If you can’t have women, it only makes sense to get rid of the priests and brothers. In fact, get rid of the cardinals and bishops from the Roman curia, so that only diocesan bishops are voting members of the synod.
Despite these problems, the synod does perform a valuable function.
Having bishops from all over the world come to Rome provides input from outside of the Vatican. All the bishops testify to the positive experience of hearing from bishops of different countries and cultures talk about the situation of the church.
Recognizing St. Therese of Lisieux’s call to priesthood and, I admit I am struggling
I have been reading the reports from the fourteen small language groups after week two.
The reports from the first week evoked hope in so far as the groups seemed to capture and expect the exciting possibility of a new kind of church — a listening church.
And the second week reports focusing on vocations do offer a surprise.
English Group C moderated by Cardinal Joseph Coutts, recalls that St. Theresa of Lisieux felt her own call to priesthood:
The greatest sign of holiness is, of course, charity (agape). We propose that the story of Saint Therese of Lisieux, who was attracted to all particular vocations (even priesthood) but found the unity of all of them in love as a wonderful illustration of this principal.
And the German report seems to retain something of the magic of this moment of new possibilities.
But, I admit I am struggling.
I know I am not in the small groups so I cannot really capture the felt spirit that is woven into the words offered by the committed, dedicated people in each group who I believe are genuinely connecting and are genuinely joyful about that connection.
But, beyond this authentic and joyful meeting of Catholics, the second week reports are surfacing the defects in this synod process.
I am concerned anew about what will be produced, or more importantly, reproduced in the wider church.
The second week English group reports strike me as flat — more like required homework assignments completed by eager students to be turned in to the very unimaginative teacher who assigned them.
Complete with modi (proposals) for the final document, charts, and organizing schemes, they do not reflect the efforts Sr. Sally Hodgdon reported; that those in her small group dialogued about women in the Church and went through the Instrumentum Laboris paragraph by paragraph weeding out patriarchal language.
And they do not address the lived realities of our LGBT Catholic sisters and brothers who have often turned away from the church which has done them harm.
And where the word homosexuality is used, as in Spanish Group A, led by Cardinal Oscar Rodriguez Maradiaga and in the Portuguese Group led by Cardinal Joao Braz De Aviz, the words are either offensive or confusing.

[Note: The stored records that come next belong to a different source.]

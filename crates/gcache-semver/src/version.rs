//! A single parsed semantic version

use std::cmp::Ordering;
use std::fmt;
use std::hash::{Hash, Hasher};
use std::str::FromStr;

use crate::error::SemverError;
use crate::grammar::{FULL, LOOSE, MAX_LENGTH, MAX_SAFE_INTEGER, PRERELEASE_EXACT, PRERELEASE_EXACT_LOOSE};
use crate::identifier::{compare_build_lists, compare_identifier_lists, compare_identifiers, Identifier};
use crate::options::Options;

/// Kinds of version increment
#[derive(Debug, Clone, Copy, PartialEq, Eq, Hash)]
pub enum ReleaseType {
    Major,
    Minor,
    Patch,
    PreMajor,
    PreMinor,
    PrePatch,
    PreRelease,
    /// Bump (or start) the prerelease counter only
    Pre,
    /// Drop the prerelease of a prerelease version
    Release,
}

impl ReleaseType {
    pub fn as_str(&self) -> &'static str {
        match self {
            ReleaseType::Major => "major",
            ReleaseType::Minor => "minor",
            ReleaseType::Patch => "patch",
            ReleaseType::PreMajor => "premajor",
            ReleaseType::PreMinor => "preminor",
            ReleaseType::PrePatch => "prepatch",
            ReleaseType::PreRelease => "prerelease",
            ReleaseType::Pre => "pre",
            ReleaseType::Release => "release",
        }
    }

    fn is_pre(&self) -> bool {
        matches!(
            self,
            ReleaseType::PreMajor
                | ReleaseType::PreMinor
                | ReleaseType::PrePatch
                | ReleaseType::PreRelease
                | ReleaseType::Pre
        )
    }
}

impl FromStr for ReleaseType {
    type Err = SemverError;

    fn from_str(s: &str) -> Result<Self, Self::Err> {
        match s {
            "major" => Ok(ReleaseType::Major),
            "minor" => Ok(ReleaseType::Minor),
            "patch" => Ok(ReleaseType::Patch),
            "premajor" => Ok(ReleaseType::PreMajor),
            "preminor" => Ok(ReleaseType::PreMinor),
            "prepatch" => Ok(ReleaseType::PrePatch),
            "prerelease" => Ok(ReleaseType::PreRelease),
            "pre" => Ok(ReleaseType::Pre),
            "release" => Ok(ReleaseType::Release),
            _ => Err(SemverError::InvalidRelease(s.to_string())),
        }
    }
}

impl fmt::Display for ReleaseType {
    fn fmt(&self, f: &mut fmt::Formatter<'_>) -> fmt::Result {
        write!(f, "{}", self.as_str())
    }
}

/// Number appended after a prerelease identifier by `pre*` increments
#[derive(Debug, Clone, Copy, Default, PartialEq, Eq, Hash)]
pub enum PrereleaseBase {
    #[default]
    Zero,
    One,
    /// Use the identifier alone, e.g. `1.2.4-dev`
    Omit,
}

impl PrereleaseBase {
    fn value(&self) -> u64 {
        match self {
            PrereleaseBase::One => 1,
            PrereleaseBase::Zero | PrereleaseBase::Omit => 0,
        }
    }
}

impl FromStr for PrereleaseBase {
    type Err = SemverError;

    fn from_str(s: &str) -> Result<Self, Self::Err> {
        match s {
            "0" => Ok(PrereleaseBase::Zero),
            "1" => Ok(PrereleaseBase::One),
            "false" => Ok(PrereleaseBase::Omit),
            _ => Err(SemverError::InvalidIdentifier(s.to_string())),
        }
    }
}

/// A parsed version: `major.minor.patch[-prerelease][+build]`
///
/// Equality, ordering and hashing ignore build metadata.
#[derive(Debug, Clone)]
pub struct Version {
    pub major: u64,
    pub minor: u64,
    pub patch: u64,
    pub pre: Vec<Identifier>,
    pub build: Vec<String>,
}

impl Version {
    /// A release version with no prerelease or build
    pub fn new(major: u64, minor: u64, patch: u64) -> Self {
        Version {
            major,
            minor,
            patch,
            pre: Vec::new(),
            build: Vec::new(),
        }
    }

    /// Parse a version, failing on anything the grammar rejects
    pub fn parse(text: &str, options: impl Into<Options>) -> Result<Self, SemverError> {
        let options = options.into();

        if text.len() > MAX_LENGTH {
            return Err(SemverError::TooLong);
        }

        let re = if options.loose { &*LOOSE } else { &*FULL };
        let caps = re
            .captures(text.trim())
            .ok_or_else(|| SemverError::InvalidVersion(text.to_string()))?;

        let major = parse_component(&caps[1], "major")?;
        let minor = parse_component(&caps[2], "minor")?;
        let patch = parse_component(&caps[3], "patch")?;

        let pre = caps
            .get(4)
            .map(|m| m.as_str().split('.').map(Identifier::new).collect())
            .unwrap_or_default();
        let build = caps
            .get(5)
            .map(|m| m.as_str().split('.').map(str::to_string).collect())
            .unwrap_or_default();

        Ok(Version {
            major,
            minor,
            patch,
            pre,
            build,
        })
    }

    /// The precedence-relevant form, `major.minor.patch[-prerelease]`
    pub fn version(&self) -> String {
        let mut out = format!("{}.{}.{}", self.major, self.minor, self.patch);
        if !self.pre.is_empty() {
            out.push('-');
            out.push_str(&join(&self.pre));
        }
        out
    }

    pub fn is_prerelease(&self) -> bool {
        !self.pre.is_empty()
    }

    /// Whether `major.minor.patch` equals the other version's
    pub fn same_tuple(&self, other: &Version) -> bool {
        self.major == other.major && self.minor == other.minor && self.patch == other.patch
    }

    pub fn compare(&self, other: &Version) -> Ordering {
        self.compare_main(other).then_with(|| self.compare_pre(other))
    }

    /// Compare `major.minor.patch` only
    pub fn compare_main(&self, other: &Version) -> Ordering {
        self.major
            .cmp(&other.major)
            .then(self.minor.cmp(&other.minor))
            .then(self.patch.cmp(&other.patch))
    }

    /// Compare prereleases: a release sorts above any prerelease of it
    pub fn compare_pre(&self, other: &Version) -> Ordering {
        match (self.pre.is_empty(), other.pre.is_empty()) {
            (true, true) => Ordering::Equal,
            (false, true) => Ordering::Less,
            (true, false) => Ordering::Greater,
            (false, false) => compare_identifier_lists(&self.pre, &other.pre),
        }
    }

    /// Compare build metadata with the prerelease identifier rules
    pub fn compare_build(&self, other: &Version) -> Ordering {
        compare_build_lists(&self.build, &other.build)
    }

    /// Increment in place with the default identifier base
    pub fn inc(&mut self, release: ReleaseType, identifier: Option<&str>) -> Result<&mut Self, SemverError> {
        self.inc_with(release, identifier, PrereleaseBase::Zero, Options::default())
    }

    /// Increment in place; on error the version is left untouched
    pub fn inc_with(
        &mut self,
        release: ReleaseType,
        identifier: Option<&str>,
        base: PrereleaseBase,
        options: Options,
    ) -> Result<&mut Self, SemverError> {
        let mut next = self.clone();
        next.apply_inc(release, identifier.filter(|id| !id.is_empty()), base, options)?;
        *self = next;
        Ok(self)
    }

    fn apply_inc(
        &mut self,
        release: ReleaseType,
        identifier: Option<&str>,
        base: PrereleaseBase,
        options: Options,
    ) -> Result<(), SemverError> {
        if release.is_pre() {
            if identifier.is_none() && base == PrereleaseBase::Omit {
                return Err(SemverError::EmptyIdentifier);
            }
            if let Some(id) = identifier {
                let re = if options.loose { &*PRERELEASE_EXACT_LOOSE } else { &*PRERELEASE_EXACT };
                let valid = re
                    .captures(&format!("-{}", id))
                    .and_then(|caps| caps.get(1))
                    .map_or(false, |m| m.as_str() == id);
                if !valid {
                    return Err(SemverError::InvalidIdentifier(id.to_string()));
                }
            }
        }

        match release {
            ReleaseType::PreMajor => {
                self.pre.clear();
                self.patch = 0;
                self.minor = 0;
                self.major += 1;
                self.apply_inc(ReleaseType::Pre, identifier, base, options)?;
            }
            ReleaseType::PreMinor => {
                self.pre.clear();
                self.patch = 0;
                self.minor += 1;
                self.apply_inc(ReleaseType::Pre, identifier, base, options)?;
            }
            ReleaseType::PrePatch => {
                // Clearing first makes the patch step below always bump
                self.pre.clear();
                self.apply_inc(ReleaseType::Patch, identifier, base, options)?;
                self.apply_inc(ReleaseType::Pre, identifier, base, options)?;
            }
            ReleaseType::PreRelease => {
                if self.pre.is_empty() {
                    self.apply_inc(ReleaseType::Patch, identifier, base, options)?;
                }
                self.apply_inc(ReleaseType::Pre, identifier, base, options)?;
            }
            ReleaseType::Release => {
                if self.pre.is_empty() {
                    return Err(SemverError::NotAPrerelease(self.to_string()));
                }
                self.pre.clear();
            }
            ReleaseType::Major => {
                // 1.0.0-5 releases to 1.0.0, it does not skip to 2.0.0
                if self.minor != 0 || self.patch != 0 || self.pre.is_empty() {
                    self.major += 1;
                }
                self.minor = 0;
                self.patch = 0;
                self.pre.clear();
            }
            ReleaseType::Minor => {
                if self.patch != 0 || self.pre.is_empty() {
                    self.minor += 1;
                }
                self.patch = 0;
                self.pre.clear();
            }
            ReleaseType::Patch => {
                if self.pre.is_empty() {
                    self.patch += 1;
                }
                self.pre.clear();
            }
            ReleaseType::Pre => self.bump_pre(identifier, base)?,
        }

        Ok(())
    }

    fn bump_pre(&mut self, identifier: Option<&str>, base: PrereleaseBase) -> Result<(), SemverError> {
        let start = base.value();

        if self.pre.is_empty() {
            self.pre = vec![Identifier::Numeric(start)];
        } else {
            match self.pre.iter().rposition(Identifier::is_numeric) {
                Some(i) => {
                    if let Identifier::Numeric(n) = &mut self.pre[i] {
                        *n += 1;
                    }
                }
                None => {
                    if base == PrereleaseBase::Omit && identifier == Some(join(&self.pre).as_str()) {
                        return Err(SemverError::DuplicateIdentifier);
                    }
                    self.pre.push(Identifier::Numeric(start));
                }
            }
        }

        if let Some(id) = identifier {
            let replacement = if base == PrereleaseBase::Omit {
                vec![Identifier::new(id)]
            } else {
                vec![Identifier::new(id), Identifier::Numeric(start)]
            };

            let same_leading = self
                .pre
                .first()
                .map_or(false, |first| compare_identifiers(&first.to_string(), id) == Ordering::Equal);

            if !same_leading || !self.pre.get(1).map_or(false, Identifier::is_numeric) {
                self.pre = replacement;
            }
        }

        Ok(())
    }
}

fn parse_component(digits: &str, component: &'static str) -> Result<u64, SemverError> {
    digits
        .parse::<u64>()
        .ok()
        .filter(|n| *n <= MAX_SAFE_INTEGER)
        .ok_or(SemverError::ComponentTooLarge { component })
}

fn join<T: fmt::Display>(ids: &[T]) -> String {
    ids.iter().map(|id| id.to_string()).collect::<Vec<_>>().join(".")
}

impl fmt::Display for Version {
    fn fmt(&self, f: &mut fmt::Formatter<'_>) -> fmt::Result {
        write!(f, "{}", self.version())?;
        if !self.build.is_empty() {
            write!(f, "+{}", self.build.join("."))?;
        }
        Ok(())
    }
}

impl FromStr for Version {
    type Err = SemverError;

    fn from_str(s: &str) -> Result<Self, Self::Err> {
        Version::parse(s, Options::default())
    }
}

impl PartialEq for Version {
    fn eq(&self, other: &Self) -> bool {
        self.compare(other) == Ordering::Equal
    }
}

impl Eq for Version {}

impl PartialOrd for Version {
    fn partial_cmp(&self, other: &Self) -> Option<Ordering> {
        Some(self.cmp(other))
    }
}

impl Ord for Version {
    fn cmp(&self, other: &Self) -> Ordering {
        self.compare(other)
    }
}

impl Hash for Version {
    fn hash<H: Hasher>(&self, state: &mut H) {
        self.major.hash(state);
        self.minor.hash(state);
        self.patch.hash(state);
        self.pre.hash(state);
    }
}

Which brings me back to the process in general.
I know from the press briefings and other interviews and reports, that synod participants, young and old alike, are discussing topics like LGBT inclusion, women’s roles in the church, the clergy sex abuse crisis and other critical topics.
The promise of a “listening church” is born out of a critical need to renew the Church so that it can better love and embrace all God’s people today and partner with them in the work of the Gospel.
So, why is the language so bland?
Why do the ideas that show up in the reports read more like the work of a word smith rather than the poetry of risk taking — of cracking open the heart of a church that for too many decades was rigid and cold?
And maybe, most importantly, why has the church not been more courageous in bringing — front and center — right into the heart of the synod hall — those who no longer consider themselves part of the church…the voices in the wilderness…our friends and loved ones in the diaspora who have migrated away from the behemoth that they feared (with good cause) would rather chew them up than tender and love them.
We miss them so much.
So I am struggling.
And, maybe, grieving a bit.
Still I know that if this effort fails — and I hope it does not — we, the People of God, will not fail in our efforts to call the ones we love into our open arms.
We are the People of God and we aren’t finished yet.